Talking About A Performance Of A Lifetime
Let’s take a moment out of the plot and, if you have already seen the movie, take Adam Sandler’s journey in this as a point of discussion now. Stanley could have been a great basketball player, but one accident took everything from him. On the other hand, Bo Cruz’s father left him with a mother to feed, and he has a daughter at the age of 22. Both men sacrificed their childhood dreams and are now on a journey together to live what’s left of them. There was a time Stanley said to her wife Teresa (played by Queen Latifah), that a 50 years old man doesn’t have dreams but anxiety and nightmares. But, he ended up chasing his dream. Age doesn’t stop you from dreaming.
Another meaningful impact that brought some sentimental aspects was Bo Cruz’s tattoos. When asked, he said all the tattoos were for his mother and daughter. The left hand remained empty to denote that there was no father. At the end of the film, there comes an oak tree as a tribute to Stanley, although it says “Never Back Down,” so officially, it is a tribute to LeBron James. But anyway, the point is that Bo starts to look at Stanley as a father figure. Even Stanley referred to Bo as’ good to see you, son ‘at the end of the film. The chemistry between a great player and a mentor is supposed to be indestructible. It was a sentimental ride all along, with a hint of comedy inside. The time when Stanley gave a speech to never back down is pretty inspiring too. The point he said obsession beats talent every day is somehow can be considered one of the most inspiring comments of recent times.

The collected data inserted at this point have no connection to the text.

//! Message pipeline for the Tribune assistant.
//!
//! Classifies user messages, routes them to the provider services, and
//! keeps the conversation log ordered and persisted.

pub mod classifier;
pub mod error;
pub mod orchestrator;
pub mod prompts;
pub mod store;
pub mod team;

pub use classifier::{strip_video_keywords, IntentClassifier};
pub use error::ChatError;
pub use orchestrator::{Orchestrator, Outcome, Services, MAX_MESSAGE_LENGTH};
pub use store::{ConversationChange, ConversationStore};
pub use team::{ChatTeamComposer, TeamComposer};
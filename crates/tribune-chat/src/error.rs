//! Error types for the message pipeline.

use tribune_core::error::{ProviderError, TribuneError};

/// Errors surfaced by the orchestrator to its caller.
#[derive(Debug, thiserror::Error)]
pub enum ChatError {
    #[error("message cannot be empty")]
    EmptyMessage,
    #[error("message exceeds maximum length of {0} characters")]
    MessageTooLong(usize),
    #[error("unknown video: {0}")]
    UnknownVideo(String),
    #[error("provider error: {0}")]
    Provider(#[from] ProviderError),
    #[error("storage error: {0}")]
    StorageError(String),
}

impl From<TribuneError> for ChatError {
    fn from(err: TribuneError) -> Self {
        match err {
            TribuneError::Provider(e) => ChatError::Provider(e),
            other => ChatError::StorageError(other.to_string()),
        }
    }
}

#[cfg(test)]
mod tests {
    use super::*;
    use tribune_core::error::ErrorKind;

    #[test]
    fn test_chat_error_display() {
        assert_eq!(ChatError::EmptyMessage.to_string(), "message cannot be empty");
        assert_eq!(
            ChatError::MessageTooLong(2000).to_string(),
            "message exceeds maximum length of 2000 characters"
        );
        assert_eq!(
            ChatError::UnknownVideo("abc".to_string()).to_string(),
            "unknown video: abc"
        );
    }

    #[test]
    fn test_from_tribune_error() {
        let err: ChatError = TribuneError::Storage("disk full".to_string()).into();
        assert!(matches!(err, ChatError::StorageError(_)));
        assert!(err.to_string().contains("disk full"));

        let err: ChatError =
            TribuneError::Provider(ProviderError::new(ErrorKind::QuotaExceeded, "quota")).into();
        match err {
            ChatError::Provider(e) => assert_eq!(e.kind, ErrorKind::QuotaExceeded),
            other => panic!("unexpected {:?}", other),
        }
    }
}
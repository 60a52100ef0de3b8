//! Root coordinator: routes each user message through classification and
//! the downstream services, and appends results to the conversation log in
//! a deterministic order.

use std::collections::HashSet;
use std::sync::atomic::{AtomicBool, Ordering};
use std::sync::{Arc, Mutex, MutexGuard, PoisonError, RwLock};

use serde::Serialize;
use tokio::sync::watch;
use tokio::task::JoinHandle;
use tokio_util::sync::CancellationToken;
use tracing::{debug, info, warn};

use tribune_core::connectivity::ConnectivityMonitor;
use tribune_core::error::{ErrorKind, ProviderError};
use tribune_core::events::{Notification, Notifier};
use tribune_core::types::{
    ApiKeys, Intent, Message, MessageMetadata, MessageSource, VideoSummary,
};
use tribune_provider::chat::{ChatCompletionClient, PromptVariant};
use tribune_provider::video::{VideoInfoService, VideoSearchService};

use crate::classifier::{strip_video_keywords, IntentClassifier};
use crate::error::ChatError;
use crate::prompts::{quiz_analysis_prompt, video_summary_prompt};
use crate::store::ConversationStore;
use crate::team::TeamComposer;

/// Maximum message length in characters.
pub const MAX_MESSAGE_LENGTH: usize = 2000;

/// Appended when an in-flight request is cancelled.
pub const CANCELLED_NOTICE: &str = "Demande annulée.";

/// Result of handling one user message.
#[derive(Debug, Clone, PartialEq, Serialize)]
#[serde(tag = "type", content = "data", rename_all = "snake_case")]
pub enum Outcome {
    /// An assistant message was appended to the log.
    Replied(Message),
    /// Search results for the caller to present; nothing was appended.
    VideoResults(Vec<VideoSummary>),
}

/// What a route produced, before it is appended.
enum Routed {
    Reply(Message),
    Videos(Vec<VideoSummary>),
}

/// Services the orchestrator drives.
pub struct Services {
    pub chat: Arc<ChatCompletionClient>,
    pub search: VideoSearchService,
    pub info: VideoInfoService,
    pub team: Arc<dyn TeamComposer>,
}

/// Serves turns one at a time, in the order tickets were issued.
struct Lane {
    issued: Mutex<LaneState>,
    serving: watch::Sender<u64>,
}

#[derive(Default)]
struct LaneState {
    next: u64,
    /// Tickets whose holder gave up before being served.
    abandoned: HashSet<u64>,
}

impl Lane {
    fn new() -> Self {
        let (serving, _) = watch::channel(0);
        Self {
            issued: Mutex::new(LaneState::default()),
            serving,
        }
    }

    /// Issue the next ticket, running `on_issue` under the same lock so
    /// that whatever it records is ordered like the tickets.
    fn enter(&self, on_issue: impl FnOnce()) -> Turn<'_> {
        let mut state = lock(&self.issued);
        on_issue();
        let ticket = state.next;
        state.next += 1;
        Turn { lane: self, ticket }
    }

    fn release(&self, ticket: u64) {
        let mut state = lock(&self.issued);
        if *self.serving.borrow() != ticket {
            state.abandoned.insert(ticket);
            return;
        }
        let mut next = ticket + 1;
        while state.abandoned.remove(&next) {
            next += 1;
        }
        self.serving.send_replace(next);
    }
}

/// A place in the lane. Dropping it passes the lane on, whether or not the
/// turn was served.
struct Turn<'a> {
    lane: &'a Lane,
    ticket: u64,
}

impl Turn<'_> {
    async fn ready(&self) {
        let mut serving = self.lane.serving.subscribe();
        // The sender lives as long as the lane, so this cannot fail.
        let _ = serving.wait_for(|now| *now == self.ticket).await;
    }
}

impl Drop for Turn<'_> {
    fn drop(&mut self) {
        self.lane.release(self.ticket);
    }
}

/// Clears the loading indicator when the request ends, however it ends.
struct LoadingGuard<'a>(&'a watch::Sender<bool>);

impl<'a> LoadingGuard<'a> {
    fn start(tx: &'a watch::Sender<bool>) -> Self {
        tx.send_replace(true);
        Self(tx)
    }
}

impl Drop for LoadingGuard<'_> {
    fn drop(&mut self) {
        self.0.send_replace(false);
    }
}

pub struct Orchestrator {
    store: Arc<ConversationStore>,
    services: Services,
    notifier: Arc<dyn Notifier>,
    keys: RwLock<ApiKeys>,
    lane: Lane,
    in_flight: Mutex<Option<CancellationToken>>,
    loading: watch::Sender<bool>,
    missing_key_notified: AtomicBool,
    last_results: Mutex<Vec<VideoSummary>>,
}

impl Orchestrator {
    pub fn new(
        store: Arc<ConversationStore>,
        services: Services,
        notifier: Arc<dyn Notifier>,
        keys: ApiKeys,
    ) -> Self {
        let (loading, _) = watch::channel(false);
        Self {
            store,
            services,
            notifier,
            keys: RwLock::new(keys),
            lane: Lane::new(),
            in_flight: Mutex::new(None),
            loading,
            missing_key_notified: AtomicBool::new(false),
            last_results: Mutex::new(Vec::new()),
        }
    }

    pub fn store(&self) -> &Arc<ConversationStore> {
        &self.store
    }

    pub fn api_keys(&self) -> ApiKeys {
        self.keys.read().unwrap_or_else(PoisonError::into_inner).clone()
    }

    /// Replace the provider keys. A newly configured chat key re-arms the
    /// missing-key notification.
    pub fn set_api_keys(&self, keys: ApiKeys) {
        if keys.chat().is_some() {
            self.missing_key_notified.store(false, Ordering::Release);
        }
        *self.keys.write().unwrap_or_else(PoisonError::into_inner) = keys;
    }

    /// Receiver tracking whether a request is in progress.
    pub fn loading(&self) -> watch::Receiver<bool> {
        self.loading.subscribe()
    }

    pub fn is_loading(&self) -> bool {
        *self.loading.borrow()
    }

    /// Classify with the current key set.
    pub fn classify(&self, text: &str) -> Intent {
        IntentClassifier::new(self.api_keys().video().is_some()).classify(text)
    }

    /// Results of the most recent successful video search.
    pub fn last_video_results(&self) -> Vec<VideoSummary> {
        lock(&self.last_results).clone()
    }

    /// Cancel the request currently in progress. Returns `false` when
    /// nothing was in flight.
    pub fn cancel_in_flight(&self) -> bool {
        match lock(&self.in_flight).as_ref() {
            Some(token) => {
                token.cancel();
                info!("In-flight request cancelled");
                true
            }
            None => false,
        }
    }

    /// Handle one message typed by the user.
    ///
    /// The user message is appended at once, even while an earlier request
    /// is still in flight. Requests are then served one at a time in the
    /// order their user messages were appended.
    pub async fn handle_user_message(&self, text: &str) -> Result<Outcome, ChatError> {
        validate(text)?;
        let turn = self.lane.enter(|| self.store.append(Message::user(text)));
        turn.ready().await;
        let token = self.begin();
        let _loading = LoadingGuard::start(&self.loading);

        let keys = self.api_keys();
        let intent = IntentClassifier::new(keys.video().is_some()).classify(text);
        info!(intent = %intent.as_str(), "Message routed");

        let routed = tokio::select! {
            _ = token.cancelled() => None,
            routed = self.route(intent, text, &keys) => Some(routed),
        };
        let outcome = self.finish(routed);
        self.end();
        Ok(outcome)
    }

    /// Summarize a video picked from search results and append the summary.
    pub async fn select_video(&self, video_id: &str) -> Result<Outcome, ChatError> {
        let video_id = video_id.trim();
        if video_id.is_empty() {
            return Err(ChatError::UnknownVideo(String::new()));
        }
        let turn = self.lane.enter(|| ());
        turn.ready().await;
        let token = self.begin();
        let _loading = LoadingGuard::start(&self.loading);

        let keys = self.api_keys();
        let routed = tokio::select! {
            _ = token.cancelled() => None,
            reply = self.summarize_video(&keys, video_id) => Some(Routed::Reply(reply)),
        };
        let outcome = self.finish(routed);
        self.end();
        Ok(outcome)
    }

    /// Emit a notification on every online/offline transition until the
    /// returned task is aborted.
    pub fn watch_connectivity(&self, monitor: &ConnectivityMonitor) -> JoinHandle<()> {
        let mut rx = monitor.subscribe();
        let notifier = Arc::clone(&self.notifier);
        tokio::spawn(async move {
            while rx.changed().await.is_ok() {
                let online = *rx.borrow_and_update();
                notifier.notify(connectivity_notification(online));
            }
        })
    }

    fn begin(&self) -> CancellationToken {
        let token = CancellationToken::new();
        *lock(&self.in_flight) = Some(token.clone());
        token
    }

    fn end(&self) {
        *lock(&self.in_flight) = None;
    }

    /// Append the routed reply, or a cancellation notice.
    fn finish(&self, routed: Option<Routed>) -> Outcome {
        match routed {
            Some(Routed::Reply(message)) => {
                self.store.append(message.clone());
                Outcome::Replied(message)
            }
            Some(Routed::Videos(results)) => {
                *lock(&self.last_results) = results.clone();
                Outcome::VideoResults(results)
            }
            None => {
                let notice = Message::assistant(CANCELLED_NOTICE);
                self.store.append(notice.clone());
                Outcome::Replied(notice)
            }
        }
    }

    async fn route(&self, intent: Intent, text: &str, keys: &ApiKeys) -> Routed {
        match intent {
            Intent::QuizAnalysis => {
                self.check_chat_key(keys);
                let answer = self
                    .services
                    .chat
                    .complete_prompt(keys.chat(), text, &quiz_analysis_prompt(text), PromptVariant::General)
                    .await;
                Routed::Reply(chat_reply(answer))
            }
            Intent::TeamGeneration => {
                self.check_chat_key(keys);
                let answer = match self.services.team.compose(keys, text).await {
                    Ok(answer) => answer,
                    Err(e) => {
                        warn!(kind = %e.kind, error = %e.message, "Team composition failed");
                        self.services.chat.offline_answer(text)
                    }
                };
                Routed::Reply(chat_reply(answer))
            }
            Intent::VideoRequest => {
                let query = strip_video_keywords(text);
                debug!(query = %query, "Searching videos");
                match self.services.search.search(keys.video(), &query).await {
                    Ok(results) => Routed::Videos(results),
                    Err(e) => {
                        let notification = search_failure_notification(&e);
                        let notice = format!(
                            "Je n'ai pas pu rechercher de vidéos. {}",
                            notification.description
                        );
                        self.notifier.notify(notification);
                        Routed::Reply(Message::assistant(notice))
                    }
                }
            }
            Intent::GeneralQuery => {
                self.check_chat_key(keys);
                let answer = self
                    .services
                    .chat
                    .complete(keys.chat(), text, PromptVariant::General)
                    .await;
                Routed::Reply(chat_reply(answer))
            }
        }
    }

    async fn summarize_video(&self, keys: &ApiKeys, video_id: &str) -> Message {
        let detail = self.services.info.get_info(keys.video(), video_id).await;
        let title = lock(&self.last_results)
            .iter()
            .find(|v| v.id == video_id)
            .map(|v| v.title.clone())
            .unwrap_or_else(|| detail.title.clone());

        self.check_chat_key(keys);
        let summary = self
            .services
            .chat
            .complete_prompt(
                keys.chat(),
                &format!("résumé vidéo {}", title),
                &video_summary_prompt(&detail),
                PromptVariant::General,
            )
            .await;

        Message::assistant(summary)
            .with_source(MessageSource::Youtube)
            .with_metadata(MessageMetadata {
                video_id: Some(video_id.to_string()),
                video_title: Some(title),
            })
    }

    /// Raise the missing-key notification once per session.
    fn check_chat_key(&self, keys: &ApiKeys) {
        if keys.chat().is_none() && !self.missing_key_notified.swap(true, Ordering::AcqRel) {
            self.notifier.notify(Notification::warning(
                "Clé API manquante",
                "Aucune clé du fournisseur de conversation n'est configurée. Les réponses \
                 proviennent du mode hors ligne. Ajoutez votre clé dans les paramètres.",
            ));
        }
    }
}

fn lock<T>(m: &Mutex<T>) -> MutexGuard<'_, T> {
    m.lock().unwrap_or_else(PoisonError::into_inner)
}

fn validate(text: &str) -> Result<(), ChatError> {
    if text.trim().is_empty() {
        return Err(ChatError::EmptyMessage);
    }
    if text.chars().count() > MAX_MESSAGE_LENGTH {
        return Err(ChatError::MessageTooLong(MAX_MESSAGE_LENGTH));
    }
    Ok(())
}

fn chat_reply(answer: String) -> Message {
    Message::assistant(answer).with_source(MessageSource::ChatProvider)
}

/// User-facing remediation for a failed video search.
pub fn search_failure_notification(err: &ProviderError) -> Notification {
    match err.kind {
        ErrorKind::QuotaExceeded => Notification::warning(
            "Quota vidéo atteint",
            "Le quota quotidien de recherche vidéo est épuisé. Réessayez demain.",
        ),
        ErrorKind::InvalidApiKey => Notification::error(
            "Clé API vidéo invalide",
            "Vérifiez la clé du fournisseur vidéo dans les paramètres.",
        ),
        ErrorKind::NetworkError => Notification::warning(
            "Connexion impossible",
            "La plateforme vidéo est injoignable. Vérifiez votre connexion internet.",
        ),
        _ => Notification::error(
            "Erreur de la plateforme vidéo",
            format!("La recherche a échoué : {}", err.message),
        ),
    }
}

fn connectivity_notification(online: bool) -> Notification {
    if online {
        Notification::info(
            "Connexion rétablie",
            "Vous êtes de nouveau en ligne. Les réponses complètes sont disponibles.",
        )
    } else {
        Notification::warning(
            "Mode hors ligne",
            "Connexion perdue. Les réponses proviennent du cache et du contenu hors ligne.",
        )
    }
}
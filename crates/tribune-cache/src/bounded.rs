//! Insertion-ordered map with first-in-first-out eviction.

use std::collections::{HashMap, VecDeque};

/// String-keyed map that remembers insertion order and evicts the
/// oldest-inserted key once `capacity` is exceeded.
///
/// Overwriting an existing key keeps its original position; reads never
/// change the order.
#[derive(Debug, Clone)]
pub struct BoundedMap<V> {
    entries: HashMap<String, V>,
    order: VecDeque<String>,
    capacity: Option<usize>,
}

impl<V> BoundedMap<V> {
    /// `None` means unbounded.
    pub fn new(capacity: Option<usize>) -> Self {
        Self {
            entries: HashMap::new(),
            order: VecDeque::new(),
            capacity,
        }
    }

    pub fn capacity(&self) -> Option<usize> {
        self.capacity
    }

    /// Insert or overwrite. Returns the keys evicted to honour the bound.
    pub fn insert(&mut self, key: String, value: V) -> Vec<String> {
        if self.entries.insert(key.clone(), value).is_none() {
            self.order.push_back(key);
        }

        let mut evicted = Vec::new();
        if let Some(cap) = self.capacity {
            while self.entries.len() > cap {
                match self.order.pop_front() {
                    Some(oldest) => {
                        self.entries.remove(&oldest);
                        evicted.push(oldest);
                    }
                    None => break,
                }
            }
        }
        evicted
    }

    pub fn get(&self, key: &str) -> Option<&V> {
        self.entries.get(key)
    }

    pub fn contains_key(&self, key: &str) -> bool {
        self.entries.contains_key(key)
    }

    pub fn len(&self) -> usize {
        self.entries.len()
    }

    pub fn is_empty(&self) -> bool {
        self.entries.is_empty()
    }

    pub fn clear(&mut self) {
        self.entries.clear();
        self.order.clear();
    }

    /// Entries from oldest to newest insertion.
    pub fn iter(&self) -> impl Iterator<Item = (&str, &V)> {
        self.order
            .iter()
            .filter_map(|k| self.entries.get(k).map(|v| (k.as_str(), v)))
    }
}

Let’s Be Critically Technical Now
Regarding the screenplay, yes, it was gripping. The music used in the background is mostly street music, so it already gives the chills all the time. Sports dramas like these always have an impact on cinematography. In ‘Hustle,’ the cinematography was impressive, if not innovative. The transitions were as good as they got in the practice sessions. Apart from these, the dialogues too were written with a sharp note. However, there was one thing that could raise some questions. While there were so many misfortunes, getting a call to perform for one last time was admirable, yes, but Vince getting boxed at the same time seemed a bit exaggerated in terms of a good screenplay. Bo’s performance was at its extreme, and eventually, he would get a place on the team.
But, there can be justification as well. Vince once said during the board meeting that if Rex disagrees with him, someone might get murdered at his hands. Soon after, Rex was dead. So, all in all, it was a nice touch, in the end, to cast suspicion over Vince, whether he was responsible for the death of his father. Was he? What’s your take on this little mystery here?